● **What this task involves**:
In this exercise, restate the listing word for word.

● **Source data**:
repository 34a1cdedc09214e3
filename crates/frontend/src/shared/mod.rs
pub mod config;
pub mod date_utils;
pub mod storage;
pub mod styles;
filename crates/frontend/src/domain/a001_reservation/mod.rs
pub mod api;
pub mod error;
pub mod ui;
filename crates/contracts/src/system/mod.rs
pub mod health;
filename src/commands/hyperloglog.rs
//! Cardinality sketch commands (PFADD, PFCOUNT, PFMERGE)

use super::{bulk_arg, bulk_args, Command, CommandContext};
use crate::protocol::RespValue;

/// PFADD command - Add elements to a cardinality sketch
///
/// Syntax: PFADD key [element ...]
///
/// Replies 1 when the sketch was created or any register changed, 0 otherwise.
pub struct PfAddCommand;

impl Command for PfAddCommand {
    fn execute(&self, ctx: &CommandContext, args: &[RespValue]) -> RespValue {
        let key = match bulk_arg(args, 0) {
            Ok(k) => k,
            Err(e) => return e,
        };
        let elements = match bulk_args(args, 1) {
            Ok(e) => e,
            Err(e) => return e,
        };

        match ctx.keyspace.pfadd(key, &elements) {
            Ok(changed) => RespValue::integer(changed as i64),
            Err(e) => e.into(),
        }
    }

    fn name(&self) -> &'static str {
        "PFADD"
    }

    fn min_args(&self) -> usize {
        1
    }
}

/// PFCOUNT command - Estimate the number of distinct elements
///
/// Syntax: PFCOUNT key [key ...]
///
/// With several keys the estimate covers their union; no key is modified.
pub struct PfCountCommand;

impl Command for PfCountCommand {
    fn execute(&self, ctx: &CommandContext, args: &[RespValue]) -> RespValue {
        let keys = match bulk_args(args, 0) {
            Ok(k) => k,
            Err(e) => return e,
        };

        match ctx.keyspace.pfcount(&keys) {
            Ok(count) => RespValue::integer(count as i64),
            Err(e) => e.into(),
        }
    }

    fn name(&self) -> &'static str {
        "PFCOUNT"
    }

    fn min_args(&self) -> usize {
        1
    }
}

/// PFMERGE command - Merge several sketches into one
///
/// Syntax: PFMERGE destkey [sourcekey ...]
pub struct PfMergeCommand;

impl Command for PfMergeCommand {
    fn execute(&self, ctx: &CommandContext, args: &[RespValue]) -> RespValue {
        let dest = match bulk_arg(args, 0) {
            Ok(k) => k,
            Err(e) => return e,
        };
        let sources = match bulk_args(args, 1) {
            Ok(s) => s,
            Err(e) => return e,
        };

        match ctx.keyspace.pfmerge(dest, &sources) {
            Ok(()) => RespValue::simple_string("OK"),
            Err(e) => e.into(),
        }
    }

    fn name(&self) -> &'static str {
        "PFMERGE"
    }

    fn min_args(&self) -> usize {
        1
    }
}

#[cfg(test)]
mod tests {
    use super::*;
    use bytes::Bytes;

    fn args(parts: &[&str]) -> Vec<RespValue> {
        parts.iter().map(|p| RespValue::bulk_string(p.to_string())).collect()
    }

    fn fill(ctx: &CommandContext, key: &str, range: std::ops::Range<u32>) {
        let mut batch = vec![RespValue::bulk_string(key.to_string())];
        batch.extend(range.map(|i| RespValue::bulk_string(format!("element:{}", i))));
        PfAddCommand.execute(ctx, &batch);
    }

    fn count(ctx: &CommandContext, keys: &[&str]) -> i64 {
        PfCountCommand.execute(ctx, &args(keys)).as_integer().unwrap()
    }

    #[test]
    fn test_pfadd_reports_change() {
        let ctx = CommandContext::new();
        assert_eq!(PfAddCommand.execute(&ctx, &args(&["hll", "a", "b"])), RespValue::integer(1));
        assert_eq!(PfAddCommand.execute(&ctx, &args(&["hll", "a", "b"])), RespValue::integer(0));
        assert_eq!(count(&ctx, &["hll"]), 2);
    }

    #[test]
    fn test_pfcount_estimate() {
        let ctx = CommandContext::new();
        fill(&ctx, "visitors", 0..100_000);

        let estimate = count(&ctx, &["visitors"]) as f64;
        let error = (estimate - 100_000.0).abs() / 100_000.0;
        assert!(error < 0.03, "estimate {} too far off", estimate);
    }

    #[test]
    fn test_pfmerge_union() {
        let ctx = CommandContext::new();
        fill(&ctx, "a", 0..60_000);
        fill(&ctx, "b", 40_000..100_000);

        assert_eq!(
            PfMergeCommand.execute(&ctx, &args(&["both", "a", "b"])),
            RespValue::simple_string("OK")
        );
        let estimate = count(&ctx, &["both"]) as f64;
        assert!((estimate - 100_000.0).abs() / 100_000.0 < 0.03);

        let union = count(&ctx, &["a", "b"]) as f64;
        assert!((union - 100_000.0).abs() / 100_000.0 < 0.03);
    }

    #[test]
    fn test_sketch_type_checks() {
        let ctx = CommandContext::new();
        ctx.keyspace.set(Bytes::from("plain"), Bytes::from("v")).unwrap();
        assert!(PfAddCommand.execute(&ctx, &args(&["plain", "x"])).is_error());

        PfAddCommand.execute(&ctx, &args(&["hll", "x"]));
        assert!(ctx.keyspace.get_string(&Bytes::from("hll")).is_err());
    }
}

● **Response area**:
repository 34a1cdedc09214e3
filename crates/frontend/src/shared/mod.rs
pub mod config;
pub mod date_utils;
pub mod storage;
pub mod styles;
filename crates/frontend/src/domain/a001_reservation/mod.rs
pub mod api;
pub mod error;
pub mod ui;
filename crates/contracts/src/system/mod.rs
pub mod health;
filename src/commands/hyperloglog.rs
//! Cardinality sketch commands (PFADD, PFCOUNT, PFMERGE)

use super::{bulk_arg, bulk_args, Command, CommandContext};
use crate::protocol::RespValue;

/// PFADD command - Add elements to a cardinality sketch
///
/// Syntax: PFADD key [element ...]
///
/// Replies 1 when the sketch was created or any register changed, 0 otherwise.
pub struct PfAddCommand;

impl Command for PfAddCommand {
    fn execute(&self, ctx: &CommandContext, args: &[RespValue]) -> RespValue {
        let key = match bulk_arg(args, 0) {
            Ok(k) => k,
            Err(e) => return e,
        };
        let elements = match bulk_args(args, 1) {
            Ok(e) => e,
            Err(e) => return e,
        };

        match ctx.keyspace.pfadd(key, &elements) {
            Ok(changed) => RespValue::integer(changed as i64),
            Err(e) => e.into(),
        }
    }

    fn name(&self) -> &'static str {
        "PFADD"
    }

    fn min_args(&self) -> usize {
        1
    }
}

/// PFCOUNT command - Estimate the number of distinct elements
///
/// Syntax: PFCOUNT key [key ...]
///
/// With several keys the estimate covers their union; no key is modified.
pub struct PfCountCommand;

impl Command for PfCountCommand {
    fn execute(&self, ctx: &CommandContext, args: &[RespValue]) -> RespValue {
        let keys = match bulk_args(args, 0) {
            Ok(k) => k,
            Err(e) => return e,
        };

        match ctx.keyspace.pfcount(&keys) {
            Ok(count) => RespValue::integer(count as i64),
            Err(e) => e.into(),
        }
    }

    fn name(&self) -> &'static str {
        "PFCOUNT"
    }

    fn min_args(&self) -> usize {
        1
    }
}

/// PFMERGE command - Merge several sketches into one
///
/// Syntax: PFMERGE destkey [sourcekey ...]
pub struct PfMergeCommand;

impl Command for PfMergeCommand {
    fn execute(&self, ctx: &CommandContext, args: &[RespValue]) -> RespValue {
        let dest = match bulk_arg(args, 0) {
            Ok(k) => k,
            Err(e) => return e,
        };
        let sources = match bulk_args(args, 1) {
            Ok(s) => s,
            Err(e) => return e,
        };

        match ctx.keyspace.pfmerge(dest, &sources) {
            Ok(()) => RespValue::simple_string("OK"),
            Err(e) => e.into(),
        }
    }

    fn name(&self) -> &'static str {
        "PFMERGE"
    }

    fn min_args(&self) -> usize {
        1
    }
}

#[cfg(test)]
mod tests {
    use super::*;
    use bytes::Bytes;

    fn args(parts: &[&str]) -> Vec<RespValue> {
        parts.iter().map(|p| RespValue::bulk_string(p.to_string())).collect()
    }

    fn fill(ctx: &CommandContext, key: &str, range: std::ops::Range<u32>) {
        let mut batch = vec![RespValue::bulk_string(key.to_string())];
        batch.extend(range.map(|i| RespValue::bulk_string(format!("element:{}", i))));
        PfAddCommand.execute(ctx, &batch);
    }

    fn count(ctx: &CommandContext, keys: &[&str]) -> i64 {
        PfCountCommand.execute(ctx, &args(keys)).as_integer().unwrap()
    }

    #[test]
    fn test_pfadd_reports_change() {
        let ctx = CommandContext::new();
        assert_eq!(PfAddCommand.execute(&ctx, &args(&["hll", "a", "b"])), RespValue::integer(1));
        assert_eq!(PfAddCommand.execute(&ctx, &args(&["hll", "a", "b"])), RespValue::integer(0));
        assert_eq!(count(&ctx, &["hll"]), 2);
    }

    #[test]
    fn test_pfcount_estimate() {
        let ctx = CommandContext::new();
        fill(&ctx, "visitors", 0..100_000);

        let estimate = count(&ctx, &["visitors"]) as f64;
        let error = (estimate - 100_000.0).abs() / 100_000.0;
        assert!(error < 0.03, "estimate {} too far off", estimate);
    }

    #[test]
    fn test_pfmerge_union() {
        let ctx = CommandContext::new();
        fill(&ctx, "a", 0..60_000);
        fill(&ctx, "b", 40_000..100_000);

        assert_eq!(
            PfMergeCommand.execute(&ctx, &args(&["both", "a", "b"])),
            RespValue::simple_string("OK")
        );
        let estimate = count(&ctx, &["both"]) as f64;
        assert!((estimate - 100_000.0).abs() / 100_000.0 < 0.03);

        let union = count(&ctx, &["a", "b"]) as f64;
        assert!((union - 100_000.0).abs() / 100_000.0 < 0.03);
    }

    #[test]
    fn test_sketch_type_checks() {
        let ctx = CommandContext::new();
        ctx.keyspace.set(Bytes::from("plain"), Bytes::from("v")).unwrap();
        assert!(PfAddCommand.execute(&ctx, &args(&["plain", "x"])).is_error());

        PfAddCommand.execute(&ctx, &args(&["hll", "x"]));
        assert!(ctx.keyspace.get_string(&Bytes::from("hll")).is_err());
    }
}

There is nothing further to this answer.